## Extracted records
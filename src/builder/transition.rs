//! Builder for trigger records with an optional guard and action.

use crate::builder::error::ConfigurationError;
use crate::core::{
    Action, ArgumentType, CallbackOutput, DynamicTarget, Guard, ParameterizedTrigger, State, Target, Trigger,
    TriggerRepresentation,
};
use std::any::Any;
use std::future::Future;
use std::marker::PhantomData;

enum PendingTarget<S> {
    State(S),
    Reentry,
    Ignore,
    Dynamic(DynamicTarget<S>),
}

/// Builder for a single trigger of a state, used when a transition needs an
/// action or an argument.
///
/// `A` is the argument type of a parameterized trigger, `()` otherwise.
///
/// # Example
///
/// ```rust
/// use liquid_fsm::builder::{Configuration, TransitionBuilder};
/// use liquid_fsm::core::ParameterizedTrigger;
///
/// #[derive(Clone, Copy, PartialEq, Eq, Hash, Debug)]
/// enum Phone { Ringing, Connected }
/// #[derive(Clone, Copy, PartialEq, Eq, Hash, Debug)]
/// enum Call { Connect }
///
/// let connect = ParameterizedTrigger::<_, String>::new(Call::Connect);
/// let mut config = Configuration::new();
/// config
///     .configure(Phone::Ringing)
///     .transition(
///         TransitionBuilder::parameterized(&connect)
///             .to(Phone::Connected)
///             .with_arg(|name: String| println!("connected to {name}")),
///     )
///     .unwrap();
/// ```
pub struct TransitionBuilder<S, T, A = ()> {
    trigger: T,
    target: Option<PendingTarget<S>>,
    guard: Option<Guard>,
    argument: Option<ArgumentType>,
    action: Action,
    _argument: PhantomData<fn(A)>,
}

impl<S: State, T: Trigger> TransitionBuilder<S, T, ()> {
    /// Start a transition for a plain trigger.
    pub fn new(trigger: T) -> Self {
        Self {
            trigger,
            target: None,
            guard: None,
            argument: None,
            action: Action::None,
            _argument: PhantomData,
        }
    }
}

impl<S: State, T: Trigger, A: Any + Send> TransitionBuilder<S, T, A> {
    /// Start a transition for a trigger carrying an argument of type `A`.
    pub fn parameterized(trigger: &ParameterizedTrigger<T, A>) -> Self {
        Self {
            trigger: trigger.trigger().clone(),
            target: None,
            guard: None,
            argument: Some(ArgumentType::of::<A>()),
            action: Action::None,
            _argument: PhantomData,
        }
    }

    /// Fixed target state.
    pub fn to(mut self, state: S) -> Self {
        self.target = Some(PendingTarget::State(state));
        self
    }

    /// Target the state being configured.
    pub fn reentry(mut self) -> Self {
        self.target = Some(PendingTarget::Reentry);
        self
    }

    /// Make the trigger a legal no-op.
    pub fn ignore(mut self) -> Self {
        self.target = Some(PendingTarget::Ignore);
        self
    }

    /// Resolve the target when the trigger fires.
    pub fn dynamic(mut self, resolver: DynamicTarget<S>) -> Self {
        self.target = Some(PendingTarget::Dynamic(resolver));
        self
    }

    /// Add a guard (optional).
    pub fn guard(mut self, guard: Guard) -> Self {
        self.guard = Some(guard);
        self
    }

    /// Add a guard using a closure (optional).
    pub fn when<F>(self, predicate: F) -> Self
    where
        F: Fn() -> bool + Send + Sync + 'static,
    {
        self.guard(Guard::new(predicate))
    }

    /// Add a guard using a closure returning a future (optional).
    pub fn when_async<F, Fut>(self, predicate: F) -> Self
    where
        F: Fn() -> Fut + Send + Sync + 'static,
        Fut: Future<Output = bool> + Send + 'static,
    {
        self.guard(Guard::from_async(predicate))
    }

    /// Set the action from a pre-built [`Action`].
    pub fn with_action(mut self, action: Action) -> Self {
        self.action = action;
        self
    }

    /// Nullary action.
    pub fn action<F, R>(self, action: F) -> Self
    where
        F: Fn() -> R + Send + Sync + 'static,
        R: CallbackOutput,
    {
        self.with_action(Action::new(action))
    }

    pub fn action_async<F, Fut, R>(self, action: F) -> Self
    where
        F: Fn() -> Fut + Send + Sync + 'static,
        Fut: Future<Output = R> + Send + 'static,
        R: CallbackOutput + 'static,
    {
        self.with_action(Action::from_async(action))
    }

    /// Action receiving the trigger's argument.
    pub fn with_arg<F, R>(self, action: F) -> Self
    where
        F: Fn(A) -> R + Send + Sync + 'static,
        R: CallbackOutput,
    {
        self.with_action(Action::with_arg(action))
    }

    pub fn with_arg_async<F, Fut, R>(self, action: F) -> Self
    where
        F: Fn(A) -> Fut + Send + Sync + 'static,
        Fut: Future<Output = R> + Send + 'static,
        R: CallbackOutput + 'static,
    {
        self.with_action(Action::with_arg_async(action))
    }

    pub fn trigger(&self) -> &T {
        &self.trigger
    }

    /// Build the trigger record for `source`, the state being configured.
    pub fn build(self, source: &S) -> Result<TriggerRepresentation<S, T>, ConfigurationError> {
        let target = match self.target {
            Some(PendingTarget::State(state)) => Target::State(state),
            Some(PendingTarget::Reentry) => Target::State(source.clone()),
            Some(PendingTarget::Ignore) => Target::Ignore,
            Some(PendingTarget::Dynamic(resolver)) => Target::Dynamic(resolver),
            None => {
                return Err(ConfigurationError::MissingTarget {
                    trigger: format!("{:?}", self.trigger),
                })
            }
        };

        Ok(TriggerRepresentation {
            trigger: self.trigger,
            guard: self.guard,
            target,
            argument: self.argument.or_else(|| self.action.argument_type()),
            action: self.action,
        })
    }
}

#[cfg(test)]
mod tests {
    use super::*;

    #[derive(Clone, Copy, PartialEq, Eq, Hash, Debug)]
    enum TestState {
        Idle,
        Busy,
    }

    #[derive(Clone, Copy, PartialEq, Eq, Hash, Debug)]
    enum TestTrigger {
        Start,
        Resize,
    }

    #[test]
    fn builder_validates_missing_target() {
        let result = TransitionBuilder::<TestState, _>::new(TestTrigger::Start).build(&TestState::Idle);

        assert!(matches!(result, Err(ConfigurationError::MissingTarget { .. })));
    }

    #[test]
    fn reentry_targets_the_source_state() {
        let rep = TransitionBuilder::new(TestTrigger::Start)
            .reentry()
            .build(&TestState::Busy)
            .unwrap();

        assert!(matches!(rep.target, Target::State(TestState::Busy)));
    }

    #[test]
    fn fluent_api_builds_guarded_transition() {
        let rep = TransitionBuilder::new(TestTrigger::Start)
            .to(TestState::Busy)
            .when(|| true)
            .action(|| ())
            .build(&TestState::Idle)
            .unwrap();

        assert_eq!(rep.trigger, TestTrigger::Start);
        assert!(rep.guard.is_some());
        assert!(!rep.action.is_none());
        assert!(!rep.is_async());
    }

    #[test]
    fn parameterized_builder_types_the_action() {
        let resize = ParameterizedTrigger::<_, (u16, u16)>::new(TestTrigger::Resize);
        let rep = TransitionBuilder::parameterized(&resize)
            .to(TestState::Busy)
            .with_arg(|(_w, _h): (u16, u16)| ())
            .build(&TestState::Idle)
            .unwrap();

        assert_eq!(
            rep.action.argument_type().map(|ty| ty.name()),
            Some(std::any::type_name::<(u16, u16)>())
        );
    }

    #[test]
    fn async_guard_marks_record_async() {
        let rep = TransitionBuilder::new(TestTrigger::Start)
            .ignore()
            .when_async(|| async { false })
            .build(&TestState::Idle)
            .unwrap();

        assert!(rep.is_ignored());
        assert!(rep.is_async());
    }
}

==

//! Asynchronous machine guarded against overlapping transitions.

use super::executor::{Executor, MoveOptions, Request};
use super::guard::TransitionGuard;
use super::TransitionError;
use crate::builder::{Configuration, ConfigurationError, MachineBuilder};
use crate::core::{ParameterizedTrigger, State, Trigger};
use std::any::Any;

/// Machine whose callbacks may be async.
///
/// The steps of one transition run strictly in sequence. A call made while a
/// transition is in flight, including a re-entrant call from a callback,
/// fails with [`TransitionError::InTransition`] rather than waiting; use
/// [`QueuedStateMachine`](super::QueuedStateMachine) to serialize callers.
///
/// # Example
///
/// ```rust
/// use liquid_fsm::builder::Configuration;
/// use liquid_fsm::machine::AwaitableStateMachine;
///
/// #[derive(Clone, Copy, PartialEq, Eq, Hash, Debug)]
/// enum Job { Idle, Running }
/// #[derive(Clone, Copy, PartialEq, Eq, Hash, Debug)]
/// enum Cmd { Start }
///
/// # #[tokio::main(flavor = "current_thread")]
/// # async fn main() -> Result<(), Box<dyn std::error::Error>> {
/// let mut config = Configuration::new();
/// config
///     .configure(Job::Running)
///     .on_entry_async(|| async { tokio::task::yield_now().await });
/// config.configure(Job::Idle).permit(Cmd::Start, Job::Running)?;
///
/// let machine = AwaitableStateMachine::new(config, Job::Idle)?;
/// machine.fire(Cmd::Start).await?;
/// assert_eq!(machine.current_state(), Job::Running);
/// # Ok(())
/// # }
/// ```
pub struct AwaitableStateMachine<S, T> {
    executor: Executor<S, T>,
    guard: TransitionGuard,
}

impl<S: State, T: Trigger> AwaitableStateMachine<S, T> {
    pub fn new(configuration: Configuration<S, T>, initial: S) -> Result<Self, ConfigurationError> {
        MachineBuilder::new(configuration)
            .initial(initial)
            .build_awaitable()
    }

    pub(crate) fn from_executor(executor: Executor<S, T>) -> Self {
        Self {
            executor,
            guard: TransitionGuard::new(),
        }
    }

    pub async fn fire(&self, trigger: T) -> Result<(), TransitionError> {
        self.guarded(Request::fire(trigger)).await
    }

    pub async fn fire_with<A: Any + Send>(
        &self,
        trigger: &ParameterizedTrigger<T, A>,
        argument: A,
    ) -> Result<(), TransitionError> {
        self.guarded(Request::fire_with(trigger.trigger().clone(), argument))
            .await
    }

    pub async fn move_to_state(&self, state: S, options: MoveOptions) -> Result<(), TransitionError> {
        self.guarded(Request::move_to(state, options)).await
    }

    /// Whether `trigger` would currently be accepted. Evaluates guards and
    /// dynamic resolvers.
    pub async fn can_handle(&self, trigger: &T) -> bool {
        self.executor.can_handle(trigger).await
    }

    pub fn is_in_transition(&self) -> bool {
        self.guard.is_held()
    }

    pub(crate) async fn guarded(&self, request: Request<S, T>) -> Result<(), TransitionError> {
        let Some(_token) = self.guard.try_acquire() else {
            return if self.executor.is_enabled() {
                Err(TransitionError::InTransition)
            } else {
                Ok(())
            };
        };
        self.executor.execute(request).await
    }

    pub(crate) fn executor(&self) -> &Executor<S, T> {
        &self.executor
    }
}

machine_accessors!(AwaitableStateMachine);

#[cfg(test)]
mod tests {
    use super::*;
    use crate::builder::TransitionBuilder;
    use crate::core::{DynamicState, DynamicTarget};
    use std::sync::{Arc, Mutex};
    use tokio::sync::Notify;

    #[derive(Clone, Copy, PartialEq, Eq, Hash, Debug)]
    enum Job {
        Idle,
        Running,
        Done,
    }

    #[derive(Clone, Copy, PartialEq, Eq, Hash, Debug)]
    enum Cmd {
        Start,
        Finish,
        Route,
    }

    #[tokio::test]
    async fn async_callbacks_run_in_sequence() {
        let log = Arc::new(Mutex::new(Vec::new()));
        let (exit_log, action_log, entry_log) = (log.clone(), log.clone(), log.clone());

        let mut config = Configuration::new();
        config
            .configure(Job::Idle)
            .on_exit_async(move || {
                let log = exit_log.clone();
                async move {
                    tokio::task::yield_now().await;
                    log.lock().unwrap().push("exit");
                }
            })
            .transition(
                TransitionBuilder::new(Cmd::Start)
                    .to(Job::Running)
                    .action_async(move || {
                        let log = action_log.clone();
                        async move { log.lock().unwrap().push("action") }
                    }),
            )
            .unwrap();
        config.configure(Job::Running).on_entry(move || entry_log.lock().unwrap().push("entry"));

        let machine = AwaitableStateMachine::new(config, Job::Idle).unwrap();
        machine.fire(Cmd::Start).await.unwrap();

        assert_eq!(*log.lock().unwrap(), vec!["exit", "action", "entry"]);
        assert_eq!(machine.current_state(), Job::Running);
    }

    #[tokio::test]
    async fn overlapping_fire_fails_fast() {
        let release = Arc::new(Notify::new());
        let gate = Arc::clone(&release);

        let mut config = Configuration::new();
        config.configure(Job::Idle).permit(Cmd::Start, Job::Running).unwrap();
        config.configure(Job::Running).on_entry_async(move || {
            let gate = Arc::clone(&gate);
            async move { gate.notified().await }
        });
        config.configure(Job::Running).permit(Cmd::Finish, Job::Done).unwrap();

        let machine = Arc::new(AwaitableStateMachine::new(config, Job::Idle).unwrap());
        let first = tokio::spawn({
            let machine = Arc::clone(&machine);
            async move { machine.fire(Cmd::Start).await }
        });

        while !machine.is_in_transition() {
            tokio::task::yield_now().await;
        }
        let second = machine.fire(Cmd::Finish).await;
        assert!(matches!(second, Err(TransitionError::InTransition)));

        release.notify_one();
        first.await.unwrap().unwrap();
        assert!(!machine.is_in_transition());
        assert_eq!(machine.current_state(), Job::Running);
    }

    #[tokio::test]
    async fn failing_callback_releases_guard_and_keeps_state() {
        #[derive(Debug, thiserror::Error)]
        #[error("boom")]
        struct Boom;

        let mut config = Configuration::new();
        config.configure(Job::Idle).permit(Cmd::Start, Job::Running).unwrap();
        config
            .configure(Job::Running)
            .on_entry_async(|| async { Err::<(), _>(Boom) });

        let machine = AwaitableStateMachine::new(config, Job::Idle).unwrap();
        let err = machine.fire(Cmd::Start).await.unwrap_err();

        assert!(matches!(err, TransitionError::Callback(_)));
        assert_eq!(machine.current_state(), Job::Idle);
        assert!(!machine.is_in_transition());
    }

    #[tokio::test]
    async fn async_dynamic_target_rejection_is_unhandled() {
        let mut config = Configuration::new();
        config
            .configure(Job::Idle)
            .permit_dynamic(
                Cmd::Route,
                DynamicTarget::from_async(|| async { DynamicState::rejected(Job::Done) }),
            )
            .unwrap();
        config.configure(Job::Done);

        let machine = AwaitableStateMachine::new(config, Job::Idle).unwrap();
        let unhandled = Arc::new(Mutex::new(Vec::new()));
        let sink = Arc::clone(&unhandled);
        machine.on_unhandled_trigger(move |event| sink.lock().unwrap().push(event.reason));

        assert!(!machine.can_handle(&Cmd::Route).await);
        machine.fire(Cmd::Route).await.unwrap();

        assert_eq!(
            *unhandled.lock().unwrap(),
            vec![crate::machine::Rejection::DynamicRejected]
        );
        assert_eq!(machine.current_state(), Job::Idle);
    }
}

## Task instructions
Which lines in the material contain the word "DynamicState"? Pull each of them out.

## Written answer
    use crate::core::{DynamicState, DynamicTarget};
                DynamicTarget::from_async(|| async { DynamicState::rejected(Job::Done) }),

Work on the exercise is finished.